HOW TO COMPLETE THIS TASK:
Every record, from first to last, should be retyped word for word.

-*-*-

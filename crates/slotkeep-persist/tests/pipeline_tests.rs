//! Integration tests for the save pipeline: backup, commit and rescue

mod common;

use common::*;
use slotkeep_persist::{BlobSource, Error, KeyValueStore, Persister, SaveState};
use std::path::PathBuf;

/// Leaves a torn primary file behind and reports the write as failed
struct TornWrite {
    primary: PathBuf,
}

impl BlobSource for TornWrite {
    fn make_blob(&self) -> slotkeep_persist::Result<String> {
        std::fs::write(&self.primary, "eJzL").unwrap();
        Err(Error::storage_io(
            self.primary.display().to_string(),
            std::io::Error::other("no space left on device"),
        ))
    }
}

#[tokio::test]
async fn test_end_to_end_backup_and_rescue() {
    let (saves, store) = key_value_pipeline();

    // Slot 1 starts with "A"
    assert!(saves.save(slot(1), "A", None).await.is_success());

    // Saving "B" keeps the previous data as backup
    let outcome = saves.save(slot(1), "B", None).await;
    assert_eq!(outcome.state, SaveState::Committed);
    assert_eq!(saves.load_game(slot(1)).await.unwrap(), Some("B".to_string()));
    assert!(saves.storage().backup_exists(slot(1)).await.unwrap());
    assert_eq!(
        saves.backups().load_backup(slot(1)).await.unwrap(),
        Some("A".to_string())
    );

    // A failing write of "C" leaves "B" in place
    store.fail_next_writes(primary_key(1), 1);
    let outcome = saves.save(slot(1), "C", None).await;
    assert_eq!(outcome.state, SaveState::Rescued);
    assert!(outcome.error.is_some());
    assert_eq!(saves.load_game(slot(1)).await.unwrap(), Some("B".to_string()));
    assert!(!saves.storage().backup_exists(slot(1)).await.unwrap());
}

#[tokio::test]
async fn test_rescue_restores_exact_previous_blob() {
    let (saves, store) = key_value_pipeline();
    let b0 = r#"{"party":["Harold","Therese"],"gold":4096,"map":12}"#;
    saves.save(slot(2), b0, None).await;

    saves.backups().backup(slot(2)).await.unwrap();
    store.fail_next_writes(primary_key(2), 1);
    assert!(saves.storage().save(slot(2), "broken").await.is_err());
    saves.backups().restore(slot(2)).await.unwrap();

    assert_eq!(saves.load_game(slot(2)).await.unwrap(), Some(b0.to_string()));
    assert!(!saves.storage().backup_exists(slot(2)).await.unwrap());
}

#[tokio::test]
async fn test_rescue_failure_still_reports_false() {
    let (saves, store) = key_value_pipeline();
    saves.save(slot(3), "A", None).await;

    // Both the save and the restore write fail
    store.fail_next_writes(primary_key(3), 2);
    let persister: &dyn Persister = &saves;
    assert!(!persister.save_game(slot(3), "B").await);

    // The backup survives for a later manual restore
    assert!(saves.storage().backup_exists(slot(3)).await.unwrap());
    assert!(saves.backups().restore(slot(3)).await.unwrap());
    assert_eq!(saves.load_game(slot(3)).await.unwrap(), Some("A".to_string()));
}

#[tokio::test]
async fn test_backup_of_empty_slot_is_noop() {
    let (saves, _store) = key_value_pipeline();
    assert!(!saves.backups().backup(slot(4)).await.unwrap());
    assert!(!saves.storage().backup_exists(slot(4)).await.unwrap());
}

#[tokio::test]
async fn test_clean_is_idempotent() {
    let (saves, _store) = key_value_pipeline();
    assert!(!saves.backups().clean(slot(5)).await.unwrap());

    saves.save(slot(5), "A", None).await;
    saves.save(slot(5), "B", None).await;
    assert!(saves.backups().clean(slot(5)).await.unwrap());
    assert!(!saves.backups().clean(slot(5)).await.unwrap());
    assert_eq!(saves.load_game(slot(5)).await.unwrap(), Some("B".to_string()));
}

#[tokio::test]
async fn test_filesystem_pipeline() {
    let (saves, temp_dir) = filesystem_pipeline();

    saves.save(slot(1), "first", Some("Day 1".to_string())).await;
    saves.save(slot(1), "second", Some("Day 2".to_string())).await;

    let save_dir = temp_dir.path().join("save");
    assert!(save_dir.join("file1.rpgsave").is_file());
    assert!(save_dir.join("file1.rpgsave.bak").is_file());
    assert!(save_dir.join("global.rpgsave").is_file());

    assert_eq!(
        saves.load_game(slot(1)).await.unwrap(),
        Some("second".to_string())
    );
    let slots = saves.list_slots().await.unwrap();
    assert_eq!(slots.len(), 1);
    assert_eq!(slots[0].1.title.as_deref(), Some("Day 2"));

    saves.delete_game(slot(1)).await.unwrap();
    assert!(!save_dir.join("file1.rpgsave").exists());
    assert!(!save_dir.join("file1.rpgsave.bak").exists());
}

#[tokio::test]
async fn test_filesystem_rescue_after_torn_write() {
    let (saves, temp_dir) = filesystem_pipeline();
    let b0 = r#"{"party":["Harold"],"gold":12}"#;
    assert!(saves.save(slot(3), b0, None).await.is_success());

    let save_dir = temp_dir.path().join("save");
    let source = TornWrite {
        primary: save_dir.join("file3.rpgsave"),
    };
    let outcome = saves.save_from(&source, None, slot(3)).await;

    assert_eq!(outcome.state, SaveState::Rescued);
    assert!(outcome.error.unwrap().contains("no space left"));
    assert_eq!(saves.load_game(slot(3)).await.unwrap(), Some(b0.to_string()));
    assert!(!save_dir.join("file3.rpgsave.bak").exists());
    assert!(!saves.storage().backup_exists(slot(3)).await.unwrap());
}

#[tokio::test]
async fn test_filesystem_unreadable_primary_fails_before_backup() {
    let (saves, temp_dir) = filesystem_pipeline();
    let save_dir = temp_dir.path().join("save");
    std::fs::create_dir_all(save_dir.join("file6.rpgsave")).unwrap();

    let outcome = saves.save(slot(6), "new", None).await;

    assert_eq!(outcome.state, SaveState::FailedBeforeBackup);
    assert!(outcome.error.is_some());
    assert!(save_dir.join("file6.rpgsave").is_dir());
    assert!(!save_dir.join("file6.rpgsave.bak").exists());
}

#[tokio::test]
async fn test_at_rest_data_is_compact_text() {
    let (saves, temp_dir) = filesystem_pipeline();
    let blob = "x".repeat(10_000);
    saves.save(slot(7), &blob, None).await;

    let raw = std::fs::read_to_string(temp_dir.path().join("save/file7.rpgsave")).unwrap();
    assert!(raw.len() < blob.len());
    assert!(raw
        .chars()
        .all(|c| c.is_ascii_alphanumeric() || c == '+' || c == '/' || c == '='));
}

#[tokio::test]
async fn test_absent_sentinel_on_key_value_medium() {
    let (saves, store) = key_value_pipeline();
    assert_eq!(saves.load_game(slot(8)).await.unwrap(), None);

    // A raw empty value is the absent sentinel too
    store.set_item(&primary_key(8), "").await.unwrap();
    assert_eq!(saves.load_game(slot(8)).await.unwrap(), None);
    assert!(!saves.exists(slot(8)).await.unwrap());
}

-*-*-

SOLUTION FOR THIS TASK:
filename crates/slotkeep-persist/tests/pipeline_tests.rs
//! Integration tests for the save pipeline: backup, commit and rescue

mod common;

use common::*;
use slotkeep_persist::{BlobSource, Error, KeyValueStore, Persister, SaveState};
use std::path::PathBuf;

/// Leaves a torn primary file behind and reports the write as failed
struct TornWrite {
    primary: PathBuf,
}

impl BlobSource for TornWrite {
    fn make_blob(&self) -> slotkeep_persist::Result<String> {
        std::fs::write(&self.primary, "eJzL").unwrap();
        Err(Error::storage_io(
            self.primary.display().to_string(),
            std::io::Error::other("no space left on device"),
        ))
    }
}

#[tokio::test]
async fn test_end_to_end_backup_and_rescue() {
    let (saves, store) = key_value_pipeline();

    // Slot 1 starts with "A"
    assert!(saves.save(slot(1), "A", None).await.is_success());

    // Saving "B" keeps the previous data as backup
    let outcome = saves.save(slot(1), "B", None).await;
    assert_eq!(outcome.state, SaveState::Committed);
    assert_eq!(saves.load_game(slot(1)).await.unwrap(), Some("B".to_string()));
    assert!(saves.storage().backup_exists(slot(1)).await.unwrap());
    assert_eq!(
        saves.backups().load_backup(slot(1)).await.unwrap(),
        Some("A".to_string())
    );

    // A failing write of "C" leaves "B" in place
    store.fail_next_writes(primary_key(1), 1);
    let outcome = saves.save(slot(1), "C", None).await;
    assert_eq!(outcome.state, SaveState::Rescued);
    assert!(outcome.error.is_some());
    assert_eq!(saves.load_game(slot(1)).await.unwrap(), Some("B".to_string()));
    assert!(!saves.storage().backup_exists(slot(1)).await.unwrap());
}

#[tokio::test]
async fn test_rescue_restores_exact_previous_blob() {
    let (saves, store) = key_value_pipeline();
    let b0 = r#"{"party":["Harold","Therese"],"gold":4096,"map":12}"#;
    saves.save(slot(2), b0, None).await;

    saves.backups().backup(slot(2)).await.unwrap();
    store.fail_next_writes(primary_key(2), 1);
    assert!(saves.storage().save(slot(2), "broken").await.is_err());
    saves.backups().restore(slot(2)).await.unwrap();

    assert_eq!(saves.load_game(slot(2)).await.unwrap(), Some(b0.to_string()));
    assert!(!saves.storage().backup_exists(slot(2)).await.unwrap());
}

#[tokio::test]
async fn test_rescue_failure_still_reports_false() {
    let (saves, store) = key_value_pipeline();
    saves.save(slot(3), "A", None).await;

    // Both the save and the restore write fail
    store.fail_next_writes(primary_key(3), 2);
    let persister: &dyn Persister = &saves;
    assert!(!persister.save_game(slot(3), "B").await);

    // The backup survives for a later manual restore
    assert!(saves.storage().backup_exists(slot(3)).await.unwrap());
    assert!(saves.backups().restore(slot(3)).await.unwrap());
    assert_eq!(saves.load_game(slot(3)).await.unwrap(), Some("A".to_string()));
}

#[tokio::test]
async fn test_backup_of_empty_slot_is_noop() {
    let (saves, _store) = key_value_pipeline();
    assert!(!saves.backups().backup(slot(4)).await.unwrap());
    assert!(!saves.storage().backup_exists(slot(4)).await.unwrap());
}

#[tokio::test]
async fn test_clean_is_idempotent() {
    let (saves, _store) = key_value_pipeline();
    assert!(!saves.backups().clean(slot(5)).await.unwrap());

    saves.save(slot(5), "A", None).await;
    saves.save(slot(5), "B", None).await;
    assert!(saves.backups().clean(slot(5)).await.unwrap());
    assert!(!saves.backups().clean(slot(5)).await.unwrap());
    assert_eq!(saves.load_game(slot(5)).await.unwrap(), Some("B".to_string()));
}

#[tokio::test]
async fn test_filesystem_pipeline() {
    let (saves, temp_dir) = filesystem_pipeline();

    saves.save(slot(1), "first", Some("Day 1".to_string())).await;
    saves.save(slot(1), "second", Some("Day 2".to_string())).await;

    let save_dir = temp_dir.path().join("save");
    assert!(save_dir.join("file1.rpgsave").is_file());
    assert!(save_dir.join("file1.rpgsave.bak").is_file());
    assert!(save_dir.join("global.rpgsave").is_file());

    assert_eq!(
        saves.load_game(slot(1)).await.unwrap(),
        Some("second".to_string())
    );
    let slots = saves.list_slots().await.unwrap();
    assert_eq!(slots.len(), 1);
    assert_eq!(slots[0].1.title.as_deref(), Some("Day 2"));

    saves.delete_game(slot(1)).await.unwrap();
    assert!(!save_dir.join("file1.rpgsave").exists());
    assert!(!save_dir.join("file1.rpgsave.bak").exists());
}

#[tokio::test]
async fn test_filesystem_rescue_after_torn_write() {
    let (saves, temp_dir) = filesystem_pipeline();
    let b0 = r#"{"party":["Harold"],"gold":12}"#;
    assert!(saves.save(slot(3), b0, None).await.is_success());

    let save_dir = temp_dir.path().join("save");
    let source = TornWrite {
        primary: save_dir.join("file3.rpgsave"),
    };
    let outcome = saves.save_from(&source, None, slot(3)).await;

    assert_eq!(outcome.state, SaveState::Rescued);
    assert!(outcome.error.unwrap().contains("no space left"));
    assert_eq!(saves.load_game(slot(3)).await.unwrap(), Some(b0.to_string()));
    assert!(!save_dir.join("file3.rpgsave.bak").exists());
    assert!(!saves.storage().backup_exists(slot(3)).await.unwrap());
}

#[tokio::test]
async fn test_filesystem_unreadable_primary_fails_before_backup() {
    let (saves, temp_dir) = filesystem_pipeline();
    let save_dir = temp_dir.path().join("save");
    std::fs::create_dir_all(save_dir.join("file6.rpgsave")).unwrap();

    let outcome = saves.save(slot(6), "new", None).await;

    assert_eq!(outcome.state, SaveState::FailedBeforeBackup);
    assert!(outcome.error.is_some());
    assert!(save_dir.join("file6.rpgsave").is_dir());
    assert!(!save_dir.join("file6.rpgsave.bak").exists());
}

#[tokio::test]
async fn test_at_rest_data_is_compact_text() {
    let (saves, temp_dir) = filesystem_pipeline();
    let blob = "x".repeat(10_000);
    saves.save(slot(7), &blob, None).await;

    let raw = std::fs::read_to_string(temp_dir.path().join("save/file7.rpgsave")).unwrap();
    assert!(raw.len() < blob.len());
    assert!(raw
        .chars()
        .all(|c| c.is_ascii_alphanumeric() || c == '+' || c == '/' || c == '='));
}

#[tokio::test]
async fn test_absent_sentinel_on_key_value_medium() {
    let (saves, store) = key_value_pipeline();
    assert_eq!(saves.load_game(slot(8)).await.unwrap(), None);

    // A raw empty value is the absent sentinel too
    store.set_item(&primary_key(8), "").await.unwrap();
    assert_eq!(saves.load_game(slot(8)).await.unwrap(), None);
    assert!(!saves.exists(slot(8)).await.unwrap());
}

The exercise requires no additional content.